Getting older, not necessarily wiser!
In this post I will be setting up a Next Cloud server on an ISP shared hosting plan. There are a number of reasons you might want to do this.
In my case it was because of CGNAT that I went this route, so I could access my cloud server from anywhere.
I am going to do my best to avoid naming names, as most shared hosting plan should work. To make this work you will also need a public domain name, a SSL certificate, ssh access, and database access. A separate email address is also nice to have for administrative purposes.
Looking at multiple hosting platforms, you can usually get all these together. I was able to get the whole thing from one hosting provider for around $40 US for the first year. Most hosting companies have all in one special starter plans. Just be aware of what happens when your plan expires and how expensive it will be to renew everything.
Once you have purchased a hosting plan you should log in and find out how their control panel works. It used to be pretty standard, but I have found out things have changed over the years.
You should have an option for details. From here you should be able to verify resources.
Next I usually test SHH and FTP access. Most control panels will also have a built in file manager as well. Then I check how the SQL database part of the control panel works. If this is all working then your account is setup correctly. If not, then you need to get a hold of your hosting provider. Be prepared to supply error messages and screen shots as required.

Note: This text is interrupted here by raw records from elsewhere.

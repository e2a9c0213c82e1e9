use std::sync::Arc;
use std::time::Duration;

use anyhow::{Context, Result};
use tokio::sync::mpsc;
use tokio::time::{Instant, MissedTickBehavior, interval_at};

use super::checker::Checker;
use super::executor::{CheckExecutor, CheckOutcome};
use crate::database::models::Monitor;

/// Schedules one tokio task per monitor, ticking at the monitor's
/// interval. Each task owns its checker handle, so at most one check
/// per monitor is ever in flight; the 80% timeout inside the checkers
/// guarantees a check finishes before the next tick.
pub struct CheckScheduler {
    executor: Arc<CheckExecutor>,
    outcome_tx: mpsc::Sender<CheckOutcome>,
}

impl CheckScheduler {
    pub fn new(executor: Arc<CheckExecutor>, outcome_tx: mpsc::Sender<CheckOutcome>) -> Self {
        Self { executor, outcome_tx }
    }

    /// Schedule a single monitor for periodic checking.
    ///
    /// The checker is resolved here, not at tick time, so an unknown
    /// check type fails scheduling immediately.
    pub fn schedule_monitor(&self, monitor: Monitor) -> Result<tokio::task::JoinHandle<()>> {
        let checker = self.resolve(&monitor)?;
        Ok(self.spawn_check_task(checker, monitor))
    }

    /// Schedule multiple monitors; fails if any monitor's check type
    /// has no registered checker.
    ///
    /// Resolution runs for the whole list before any task is spawned.
    /// An error therefore spawns nothing; a partial schedule would
    /// leave earlier monitors running with no handle to abort them.
    pub fn schedule_monitors(
        &self,
        monitors: Vec<Monitor>,
    ) -> Result<Vec<tokio::task::JoinHandle<()>>> {
        let resolved = monitors
            .into_iter()
            .map(|monitor| Ok((self.resolve(&monitor)?, monitor)))
            .collect::<Result<Vec<_>>>()?;

        Ok(resolved
            .into_iter()
            .map(|(checker, monitor)| self.spawn_check_task(checker, monitor))
            .collect())
    }

    fn resolve(&self, monitor: &Monitor) -> Result<Arc<dyn Checker>> {
        self.executor
            .resolve(&monitor.check_type)
            .with_context(|| format!("cannot schedule monitor {} ({})", monitor.id, monitor.name))
    }

    fn spawn_check_task(
        &self,
        checker: Arc<dyn Checker>,
        monitor: Monitor,
    ) -> tokio::task::JoinHandle<()> {
        let executor = self.executor.clone();
        let outcome_tx = self.outcome_tx.clone();

        tokio::spawn(async move {
            if !monitor.active {
                return;
            }

            // First tick lands one full interval out, so rescheduling a
            // monitor does not re-check it immediately.
            let period = Duration::from_secs(monitor.interval_seconds.max(1));
            let mut timer = interval_at(Instant::now() + period, period);
            timer.set_missed_tick_behavior(MissedTickBehavior::Delay);

            loop {
                timer.tick().await;

                let outcome = executor.execute(checker.as_ref(), monitor.clone()).await;

                if let Err(e) = outcome_tx.send(outcome).await {
                    tracing::error!("Failed to send check outcome: {}", e);
                    break;
                }
            }
        })
    }
}

#[cfg(test)]
mod tests {
    use super::*;
    use crate::monitoring::checker::CheckerRegistry;
    use crate::monitoring::heartbeat::Status;

    fn tcp_monitor(hostname: String) -> Monitor {
        Monitor {
            id: 9,
            name: "loopback".to_string(),
            hostname,
            check_type: "tcp".to_string(),
            interval_seconds: 1,
            max_retries: 0,
            weight: 1000,
            user_id: 1,
            active: true,
        }
    }

    #[tokio::test]
    async fn scheduled_monitor_produces_outcomes() {
        let listener = tokio::net::TcpListener::bind("127.0.0.1:0").await.unwrap();
        let addr = listener.local_addr().unwrap();

        let executor = Arc::new(CheckExecutor::new(Arc::new(CheckerRegistry::builtin())));
        let (tx, mut rx) = mpsc::channel(10);
        let scheduler = CheckScheduler::new(executor, tx);

        let handle = scheduler.schedule_monitor(tcp_monitor(addr.to_string())).unwrap();

        let outcome = tokio::time::timeout(Duration::from_secs(3), rx.recv())
            .await
            .expect("timed out waiting for outcome")
            .expect("channel closed");

        assert_eq!(outcome.monitor.id, 9);
        assert!(outcome.error.is_none());
        assert_eq!(outcome.heartbeat.status, Status::Up);

        handle.abort();
    }

    #[tokio::test]
    async fn unknown_check_type_fails_at_schedule_time() {
        let executor = Arc::new(CheckExecutor::new(Arc::new(CheckerRegistry::builtin())));
        let (tx, _rx) = mpsc::channel(1);
        let scheduler = CheckScheduler::new(executor, tx);

        let mut monitor = tcp_monitor("127.0.0.1:1".to_string());
        monitor.check_type = "carrier-pigeon".to_string();

        let err = scheduler.schedule_monitor(monitor).unwrap_err();
        assert!(format!("{err:#}").contains("carrier-pigeon"));
    }

    #[tokio::test]
    async fn failed_bulk_schedule_spawns_no_tasks() {
        let listener = tokio::net::TcpListener::bind("127.0.0.1:0").await.unwrap();
        let addr = listener.local_addr().unwrap();

        let executor = Arc::new(CheckExecutor::new(Arc::new(CheckerRegistry::builtin())));
        let (tx, mut rx) = mpsc::channel(10);
        let scheduler = CheckScheduler::new(executor, tx);

        let valid = tcp_monitor(addr.to_string());
        let mut unknown = tcp_monitor(addr.to_string());
        unknown.id = 10;
        unknown.check_type = "carrier-pigeon".to_string();

        // The valid monitor comes first; a partial schedule would leave
        // its task running with no handle to abort it.
        assert!(scheduler.schedule_monitors(vec![valid, unknown]).is_err());

        let received = tokio::time::timeout(Duration::from_millis(2500), rx.recv()).await;
        assert!(received.is_err(), "no task may survive a failed bulk schedule");
    }

    #[tokio::test]
    async fn first_check_waits_one_full_interval() {
        let listener = tokio::net::TcpListener::bind("127.0.0.1:0").await.unwrap();
        let addr = listener.local_addr().unwrap();

        let executor = Arc::new(CheckExecutor::new(Arc::new(CheckerRegistry::builtin())));
        let (tx, mut rx) = mpsc::channel(10);
        let scheduler = CheckScheduler::new(executor, tx);

        let handle = scheduler.schedule_monitor(tcp_monitor(addr.to_string())).unwrap();

        let early = tokio::time::timeout(Duration::from_millis(500), rx.recv()).await;
        assert!(early.is_err(), "check must not run before the first interval elapses");

        let outcome = tokio::time::timeout(Duration::from_secs(3), rx.recv())
            .await
            .expect("timed out waiting for outcome")
            .expect("channel closed");
        assert_eq!(outcome.monitor.id, 9);

        handle.abort();
    }

    #[tokio::test]
    async fn inactive_monitor_is_not_checked() {
        let executor = Arc::new(CheckExecutor::new(Arc::new(CheckerRegistry::builtin())));
        let (tx, mut rx) = mpsc::channel(1);
        let scheduler = CheckScheduler::new(executor, tx);

        let mut monitor = tcp_monitor("127.0.0.1:1".to_string());
        monitor.active = false;

        let _handle = scheduler.schedule_monitor(monitor).unwrap();

        let received = tokio::time::timeout(Duration::from_millis(1500), rx.recv()).await;
        assert!(received.is_err(), "inactive monitor must not produce outcomes");
    }
}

You can also look around at some of the additional features. For example the host I am using has some PHP tools built into the control panel (c0nfiguration settings and phpMyAdmin).
They may also have one button installs. My host had one for Next Cloud, but it was an older version. So I did my own install.
At this point I like to run a little test. I create a simple text file with the name phpinfo.php (must be php extension). It contains only the following line.
<?php phpinfo() ?>
I then upload it (FTP or built in file manager) to the root of my hosting directory. Then I point my browser at it. If PHP is working you will get the PHP info page.
Next I set up my SQL database using the built in control panel tools. You will need to have the following information, which you need to remember.
I generally wait until after the Next Cloud install to set up the SSL certificate. I want to make sure the cloud server runs under http before setting up https. This is probably not strictly necessary, but I prefer to minimize possible trouble areas until the install is working.
And finally I setup an email address if one is available. This will be used with the administrative account.
For a host environment, I go to the Next Cloud web site, then Get Nextcloud, then Web Installer. Here you can download a script called setup-nextcloud.php. You will want to upload this to the root of your host share. If you are installing Nextcloud in a directory, then that is where the script should be. In my case I installed at the root level.
Point your browser at the script, and it should run. The first thing it does is check that your host meets all the NextCloud requirements.
If no problems are found, you can advance, and the script will download the latest version of NextCloud to your hosting share.
Once downloaded, you will drop into the web installer itself. Here you must set an admin account, and database information from earlier.
Now just wait for everything to finish.
If everything goes well you will be dropped into the Administrative Account. At this point you can log out and install a SSL Certificate. Then force https login only.
It is a pretty simple install assuming everything went well.